The Brook-Bradshaw article adds one further comment about proliferation: “Nuclear weapons proliferation is a complex political issue, with or without commercial nuclear power plants, and is under strong international oversight.”

They cite a book by IFR advocate Tom Blees in support of that statement. But Blees argues for the establishment of an international strike force on full standby to attend promptly to any detected attempts to misuse or to divert nuclear materials. That is a far cry from the International Atomic Energy Agency’s safeguards system. In articles and speeches during his tenure as the director general of the IAEA from 1997-2009, Dr Mohamed ElBaradei said that the agency’s basic rights of inspection are “fairly limited”, that the safeguards system suffers from “vulnerabilities” and “clearly needs reinforcement”, that efforts to improve the system have been “half-hearted”, and that the safeguards system operates on a “shoestring budget … comparable to that of a local police department”.

Moreover, Blees argues that: “Privatised nuclear power should be outlawed worldwide, with complete international control of not only the entire fuel cycle but also the engineering, construction, and operation of all nuclear power plants. Only in this way will safety and proliferation issues be satisfactorily dealt with. Anything short of that opens up a Pandora’s box of inevitable problems.”

Blees doesn’t argue that the nuclear industry is subject to strong international oversight − he argues that “fissile material should all be subject to rigorous international oversight” (emphasis added).

Of course, the flaws in the nuclear safeguards system are not set in stone. And this gets me back to my original point: if nuclear lobbyists want environmentalists to support nuclear power, they need to get off their backsides and do something about the all-too-obvious problems such as the inadequate safeguards system.

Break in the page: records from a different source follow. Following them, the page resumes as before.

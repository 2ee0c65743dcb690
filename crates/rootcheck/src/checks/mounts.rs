//! Mount table parsing -- sensitive mount points mounted read-write.

use tracing::debug;

use rootcheck_core::{MountEntry, MountLineFormat, Result, SignalResult};

use crate::invoker::ProcessInvoker;

/// Parse one line of `mount` output.
///
/// Fields are split on single spaces. Lines with too few fields are
/// skipped with a diagnostic and yield `None`; parsing never fails.
pub fn parse_mount_line(line: &str, format: MountLineFormat) -> Option<MountEntry> {
    let mut fields: Vec<&str> = line.split(' ').collect();
    while fields.last().is_some_and(|f| f.is_empty()) {
        fields.pop();
    }

    if fields.len() < format.min_fields() {
        debug!(line, ?format, "skipping malformed mount line");
        return None;
    }

    let mount_point = fields[format.mount_point_index()].to_string();
    let mut raw_options = fields[format.options_index()].to_string();
    if format.parenthesized_options() {
        raw_options = raw_options.replace(['(', ')'], "");
    }

    Some(MountEntry {
        mount_point,
        options: raw_options.split(',').map(str::to_string).collect(),
    })
}

/// Flag every sensitive mount point mounted with an `rw` option.
///
/// Mount points compare case-insensitively. All lines are evaluated.
pub fn scan_mounts(lines: &[String], format: MountLineFormat, sensitive: &[String]) -> SignalResult {
    let mut evidence = Vec::new();

    for line in lines {
        let Some(entry) = parse_mount_line(line, format) else {
            continue;
        };
        for path in sensitive {
            if entry.mount_point.eq_ignore_ascii_case(path) && entry.is_read_write() {
                evidence.push(format!("{path} path is mounted with rw permissions! {line}"));
            }
        }
    }

    SignalResult::from_evidence(evidence)
}

/// Dump the mount table and scan it.
///
/// A failed dump is returned as an error (fail-open at the engine); an
/// empty table is simply negative.
pub fn check_for_rw_paths(
    invoker: &dyn ProcessInvoker,
    command: &[String],
    format: MountLineFormat,
    sensitive: &[String],
) -> Result<SignalResult> {
    let lines = invoker.run(command)?;
    Ok(scan_mounts(&lines, format, sensitive))
}

#[cfg(test)]
mod tests {
    use super::*;

    fn sensitive() -> Vec<String> {
        vec!["/system".to_string(), "/sbin".to_string()]
    }

    fn lines(raw: &[&str]) -> Vec<String> {
        raw.iter().map(|s| (*s).to_string()).collect()
    }

    #[test]
    fn legacy_rw_system_is_positive() {
        let dump = lines(&["/dev/block/x /system yaffs2 rw,relatime"]);
        let result = scan_mounts(&dump, MountLineFormat::Legacy, &sensitive());
        assert!(result.positive);
        assert!(result.evidence[0].starts_with("/system path is mounted with rw permissions!"));
    }

    #[test]
    fn modern_rw_system_is_positive() {
        let dump = lines(&["/dev/block/x on /system type ext4 (rw,seclabel,relatime)"]);
        assert!(scan_mounts(&dump, MountLineFormat::Modern, &sensitive()).positive);
    }

    #[test]
    fn modern_ro_system_is_negative() {
        let dump = lines(&["/dev/block/x on /system type ext4 (ro,seclabel,relatime)"]);
        assert!(!scan_mounts(&dump, MountLineFormat::Modern, &sensitive()).positive);
    }

    #[test]
    fn parse_strips_parentheses() {
        let entry = parse_mount_line(
            "/dev/block/x on /system type ext4 (rw,seclabel)",
            MountLineFormat::Modern,
        )
        .unwrap();
        assert_eq!(entry.mount_point, "/system");
        assert_eq!(entry.options, vec!["rw", "seclabel"]);
    }

    #[test]
    fn short_lines_are_skipped() {
        assert!(parse_mount_line("rootfs / rootfs", MountLineFormat::Legacy).is_none());
        assert!(parse_mount_line("", MountLineFormat::Modern).is_none());
        assert!(parse_mount_line(
            "/dev/block/x /system yaffs2 rw,relatime",
            MountLineFormat::Modern
        )
        .is_none());
    }

    #[test]
    fn malformed_lines_do_not_hide_later_hits() {
        let dump = lines(&[
            "garbage",
            "tmpfs /dev tmpfs rw,nosuid",
            "/dev/block/y /SBIN ext4 RW",
        ]);
        let result = scan_mounts(&dump, MountLineFormat::Legacy, &sensitive());
        assert_eq!(result.evidence.len(), 1);
        assert!(result.evidence[0].starts_with("/sbin path"));
    }

    #[test]
    fn rw_must_be_a_whole_option() {
        let dump = lines(&["/dev/block/x /system ext4 ro,rwx,norw"]);
        assert!(!scan_mounts(&dump, MountLineFormat::Legacy, &sensitive()).positive);
    }

    #[test]
    fn format_mismatch_reads_wrong_fields() {
        // A modern line read with the legacy layout sees "on" as the mount point.
        let dump = lines(&["/dev/block/x on /system type ext4 (rw)"]);
        assert!(!scan_mounts(&dump, MountLineFormat::Legacy, &sensitive()).positive);
    }
}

Environmentalists have a long record of working on these problems and the lack of support from nuclear lobbyists has not gone unnoticed.

To give an example of a topical point of intervention, Canada has agreed to supply uranium and nuclear technology to India with greatly reduced safeguards and non-proliferation standards, Australia seems likely to follow suit, and those precedents will likely lead to a broader weakening of international safeguards (and make it that much more difficult for nuclear lobbyists to win support from environmentalists and others). The seriousness of the problem has been acknowledged by, among others, a former chair of the IAEA board of governors and a former director-general of the Australian Safeguards and Non-proliferation Office. It is a live debate in numerous nuclear exporting countries and there isn’t a moment to lose.

Nuclear lobbyists should join environmentalists in campaigning for a strengthening of the safeguards system and against efforts to weaken the system. But Brook and Bradshaw have never made even the slightest contribution to efforts to strengthen safeguards, and it’s a safe bet that the same could be said of the other signatories to their open letter.

To mention just one more point of intervention, the separation and stockpiling of plutonium from power reactor spent fuel increases proliferation risks. There is virtually no demand for the uranium or plutonium separated at reprocessing plants, and no repositories for the high-level waste stream. Yet reprocessing continues, the global stockpile of separated plutonium increases year after year and now stands at around 260 tonnes. It’s a problem that needs to be solved; it’s a problem that can be solved.

Endorsing the wishful thinking and misinformation presented in the Brook-Bradshaw journal article is no substitute for an honest acknowledgement of the proliferation problems associated with nuclear power, coupled with serious, sustained efforts to solve those problems.

Dr Jim Green is the national nuclear campaigner with Friends of the Earth, Australia.